Dann geht`s zur offiziellen Begrüßungszeremonie nach Schloß Bellevue im Westteil von Berlin. Hier erklingen bei Sonnenschein die Nationalhymnen, und Benedikt setzt mit seiner seiner ersten Rede auf deutschem Boden den Akzent dieser Visite. Auch wenn dieser Besuch ein offizieller sei, so komme er doch nicht, „um bestimmte politische oder wirtschaftliche Ziele zu verfolgen, sondern um den Menschen zu begegnen und über Gott zu sprechen".

„Der Religion gegenüber erleben wir eine zunehmende Gleichgültigkeit in der Gesellschaft, die bei ihren Entscheidungen die Wahrheitsfrage eher als ein Hindernis ansieht und statt dessen Nützlichkeitserwägungen den Vorrang gibt. Es bedarf aber für unser Zusammenleben einer verbindlichen Basis, sonst lebt jeder nur noch seinen Individualismus. Die Religion ist eine dieser Grundlagen für ein gelingendes Miteinander. „Wie die Religion der Freiheit bedarf, so bedarf auch die Freiheit der Religion". Dieses Wort des großen Bischofs und Sozialreformers Wilhelm von Ketteler, dessen zweihundertsten Geburtstag wir in diesem Jahr feiern, ist heute nach wie vor aktuell."

Freiheit brauche „die Rückbindung an eine höhere Instanz", so Benedikt: „Dass es Werte gebe, „die durch nichts und niemand manipulierbar sind", sei „die eigentliche Gewähr unserer Freiheit". Und ohne Solidarität gebe es gar keine Freiheit:

„Was ich auf Kosten des anderen tue, ist keine Freiheit, sondern schuldhaftes Handeln, das den anderen und auch mich selbst beeinträchtigt. Wirklich frei entfalten kann ich mich nur, wenn ich meine Kräfte auch zum Wohl der Mitmenschen einsetze. Das gilt nicht nur für den Privatbereich, sondern auch für die Gesellschaft. Diese hat gemäß dem Subsidiaritätsprinzip den kleineren Strukturen ausreichend Raum zur Entfaltung zu geben und zugleich eine Stütze zu sein, damit sie einmal auf eigenen Beinen stehen können."

Das war gleich ein sehr grundsätzlicher Einstieg in die Papstreise: eine Vorlage für den Auftritt im Deutschen Bundestag vom Nachmittag.

„Die Bundesrepublik Deutschland ist durch die von der Verantwortung vor Gott und voreinander gestaltete Kraft der Freiheit zu dem geworden, was sie heute ist. Sie braucht diese Dynamik, die alle Bereiche des Humanen einbezieht, um unter den aktuellen Bedingungen sich weiter entfalten zu können. Sie braucht dies in einer Welt, die einer tiefgreifenden kulturellen Erneuerung und der Wiederentdeckung von Grundwerten bedarf, auf denen eine bessere Zukunft aufzubauen ist."
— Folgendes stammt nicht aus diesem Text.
#[cfg(test)]
mod tests {
    use super::*;
    use crate::calculator::compute_totals;
    use crate::model::{InvoiceHeader, LineItem};

    fn today() -> NaiveDate {
        NaiveDate::from_ymd_opt(2026, 10, 19).unwrap()
    }

    fn item(id: u64, description: &str, quantity: &str, rate: &str) -> LineItem {
        LineItem {
            id: LineItemId(id),
            description: description.to_string(),
            quantity: quantity.into(),
            rate: rate.into(),
        }
    }

    fn invoice(client: &str, items: Vec<LineItem>) -> Invoice {
        Invoice {
            header: InvoiceHeader {
                client: Party::named(client),
                invoice_date: today(),
                ..InvoiceHeader::default()
            },
            items,
        }
    }

    fn run(invoice: &Invoice) -> ValidationReport {
        validate(invoice, &compute_totals(&invoice.items), today())
    }

    fn item_key(id: u64, field: ItemField) -> FieldKey {
        FieldKey::Item(LineItemId(id), field)
    }

    #[test]
    fn blank_fields_and_bad_numbers_are_invalid() {
        let report = run(&invoice("", vec![item(1, "", "0", "-5")]));

        assert_eq!(report.classification, Classification::Invalid);
        assert_eq!(report.errors.len(), 4);
        assert!(report.warnings.is_empty());
        assert_eq!(report.message, "Found 4 error(s) that need to be fixed");
        assert_eq!(
            report.details,
            vec![
                "Client name is required",
                "Description is required",
                "Quantity must be greater than 0",
                "Rate must be 0 or greater",
            ]
        );
        assert_eq!(
            report.error_for(FieldKey::Header(HeaderField::ClientName)),
            Some("Client name is required")
        );
        assert!(report.error_for(item_key(1, ItemField::Description)).is_some());
        assert!(report.error_for(item_key(1, ItemField::Quantity)).is_some());
        assert!(report.error_for(item_key(1, ItemField::Rate)).is_some());
    }

    #[test]
    fn zero_rate_and_short_name_only_warn() {
        let inv = invoice("A", vec![item(1, "Widget", "2", "0")]);
        let totals = compute_totals(&inv.items);
        let report = validate(&inv, &totals, today());

        assert_eq!(totals, Totals::default());
        assert_eq!(report.classification, Classification::ValidWithWarnings);
        assert_eq!(report.message, "Invoice is valid but has some warnings");
        assert!(report.warnings.contains(&"Client name seems very short".to_string()));
        assert!(report.warnings.contains(&"Item 1: Rate is set to 0".to_string()));
        assert!(report.warnings.contains(&"Invoice total is 0 - check your rates".to_string()));
        assert_eq!(report.details, report.warnings);
    }

    #[test]
    fn clean_invoice_is_valid_with_summary() {
        let inv = invoice("Acme Corp", vec![item(1, "Consulting Services", "10", "500")]);
        let totals = compute_totals(&inv.items);
        let report = validate(&inv, &totals, today());

        assert_eq!(totals.subtotal, 5000.0);
        assert!((totals.tax - 900.0).abs() < 1e-9);
        assert!((totals.total - 5900.0).abs() < 1e-9);
        assert_eq!(report.classification, Classification::Valid);
        assert_eq!(report.message, "Invoice is valid and ready to use!");
        assert_eq!(
            report.details,
            vec!["Client: Acme Corp", "Items: 1", "Total: ₹5,900.00"]
        );
    }

    #[test]
    fn summary_names_vendor_when_present() {
        let mut inv = invoice("Acme Corp", vec![item(1, "Consulting Services", "10", "500")]);
        inv.header.vendor = Some(Party::named("Northwind"));
        let report = run(&inv);
        assert_eq!(report.details[1], "Vendor: Northwind");
    }

    #[test]
    fn due_date_before_invoice_date_is_an_error() {
        let mut inv = invoice("Acme Corp", vec![item(1, "Consulting Services", "10", "500")]);
        inv.header.due_date = today().pred_opt();
        let key = FieldKey::Header(HeaderField::DueDate);

        let report = run(&inv);
        assert_eq!(report.classification, Classification::Invalid);
        assert_eq!(report.error_for(key), Some("Due date cannot be before invoice date"));

        inv.header.due_date = Some(today());
        assert_eq!(run(&inv).error_for(key), None);

        inv.header.due_date = today().succ_opt();
        let report = run(&inv);
        assert_eq!(report.error_for(key), None);
        assert_eq!(report.classification, Classification::Valid);
    }

    #[test]
    fn quantity_boundary() {
        let at = run(&invoice("Acme Corp", vec![item(1, "Bolts", "1000", "1")]));
        assert!(at.warnings.is_empty());

        let over = run(&invoice("Acme Corp", vec![item(1, "Bolts", "1001", "1")]));
        assert_eq!(over.warnings, vec!["Item 1: Very high quantity (1001)"]);

        let huge = run(&invoice("Acme Corp", vec![item(1, "Bolts", "1e21", "1")]));
        assert!(huge.warnings.contains(&"Item 1: Very high quantity (1e+21)".to_string()));
    }

    #[test]
    fn rate_boundary() {
        let at = run(&invoice("Acme Corp", vec![item(1, "Audit", "1", "100000")]));
        assert!(at.warnings.is_empty());

        let over = run(&invoice("Acme Corp", vec![item(1, "Audit", "1", "100000.01")]));
        assert_eq!(over.warnings, vec!["Item 1: Very high rate (₹1,00,000.01)"]);
    }

    #[test]
    fn item_count_boundary() {
        let rows = |n: u64| (1..=n).map(|i| item(i, "Hosting", "1", "10")).collect::<Vec<_>>();

        assert!(run(&invoice("Acme Corp", rows(20))).warnings.is_empty());
        assert_eq!(
            run(&invoice("Acme Corp", rows(21))).warnings,
            vec!["High number of line items (21)"]
        );
    }

    #[test]
    fn high_total_warns_with_formatted_amount() {
        let report = run(&invoice("Acme Corp", vec![item(1, "Turbine", "20", "50000")]));
        assert_eq!(report.warnings, vec!["Very high invoice total: ₹11,80,000.00"]);
    }

    #[test]
    fn unparseable_rate_is_an_error() {
        let report = run(&invoice("Acme Corp", vec![item(1, "Audit", "1", "abc")]));
        assert_eq!(
            report.error_for(item_key(1, ItemField::Rate)),
            Some("Rate must be 0 or greater")
        );
    }

    #[test]
    fn short_description_warns_with_position() {
        let report = run(&invoice(
            "Acme Corp",
            vec![item(4, "Consulting", "1", "10"), item(9, "QA", "1", "10")],
        ));
        assert_eq!(report.warnings, vec!["Item 2: Description seems very short"]);
    }

    #[test]
    fn far_future_invoice_date_warns() {
        let mut inv = invoice("Acme Corp", vec![item(1, "Consulting", "1", "10")]);
        inv.header.invoice_date = NaiveDate::from_ymd_opt(2027, 10, 19).unwrap();
        assert!(run(&inv).warnings.is_empty());

        inv.header.invoice_date = NaiveDate::from_ymd_opt(2027, 10, 20).unwrap();
        assert_eq!(
            run(&inv).warnings,
            vec!["Invoice date is more than a year in the future"]
        );
    }

    #[test]
    fn optional_contact_fields_are_checked_when_filled() {
        let mut inv = invoice("Acme Corp", vec![item(1, "Consulting", "1", "10")]);
        inv.header.client.email = "billing@acme.in".to_string();
        inv.header.client.phone = "+91 (98) 7654-3210".to_string();
        assert_eq!(run(&inv).classification, Classification::Valid);

        inv.header.client.email = "billing@acme".to_string();
        inv.header.client.phone = "0123".to_string();
        let report = run(&inv);
        assert_eq!(
            report.error_for(FieldKey::Header(HeaderField::ClientEmail)),
            Some("Please enter a valid email address")
        );
        assert_eq!(
            report.error_for(FieldKey::Header(HeaderField::ClientPhone)),
            Some("Please enter a valid phone number")
        );
    }

    #[test]
    fn vendor_and_number_required_when_in_schema() {
        let mut inv = invoice("Acme Corp", vec![item(1, "Consulting", "1", "10")]);
        inv.header.vendor = Some(Party {
            email: "not-an-email".to_string(),
            ..Party::default()
        });
        inv.header.invoice_number = Some("  ".to_string());

        let report = run(&inv);
        assert_eq!(report.errors.len(), 3);
        assert!(report.error_for(FieldKey::Header(HeaderField::VendorName)).is_some());
        assert!(report.error_for(FieldKey::Header(HeaderField::InvoiceNumber)).is_some());
        assert!(report.error_for(FieldKey::Header(HeaderField::VendorEmail)).is_some());
    }

    #[test]
    fn phone_pattern() {
        assert!(is_valid_phone("9876543210"));
        assert!(is_valid_phone("+1 (555) 010-9999"));
        assert!(!is_valid_phone("+0 555 0100"));
        assert!(!is_valid_phone("12"));
        assert!(!is_valid_phone("1234567890123456"));
    }

    #[test]
    fn field_keys_render_like_form_ids() {
        assert_eq!(FieldKey::Header(HeaderField::DueDate).to_string(), "due_date");
        assert_eq!(item_key(17, ItemField::Quantity).to_string(), "17-quantity");
    }

    mod proptest_tests {
        use super::*;
        use proptest::prelude::*;

        proptest! {
            #[test]
            fn validate_is_idempotent(
                client in "[ A-Za-z]{0,12}",
                rows in proptest::collection::vec(("[ a-z]{0,8}", "-?[0-9]{0,5}", "-?[0-9]{0,7}"), 1..25)
            ) {
                let items = rows
                    .iter()
                    .enumerate()
                    .map(|(i, (d, q, r))| item(i as u64 + 1, d, q, r))
                    .collect();
                let inv = invoice(&client, items);

                prop_assert_eq!(run(&inv), run(&inv));
            }
        }
    }
}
Vor dem Papst hatte Bundespräsident Wulff das Wort ergriffen: Der katholische Politiker sprach diesmal nicht von der „bunten Republik Deutschland", doch er zeichnete durchaus ein Porträt des Staates, den Benedikt jetzt besucht.

„Sie kommen in ein Land, dessen Geschichte und Kultur eng verflochten sind mit dem christlichen Glauben und mit dem Ringen um diesen Glauben… Sie kommen auch in ein Land, in dem der christliche Glaube sich nicht mehr von selbst versteht, in dem die Kirche ihren Ort in einer pluralen Gesellschaft neu bestimmen muss. Auch hier in Berlin, wo Ihre Reise beginnt, ist das spürbar."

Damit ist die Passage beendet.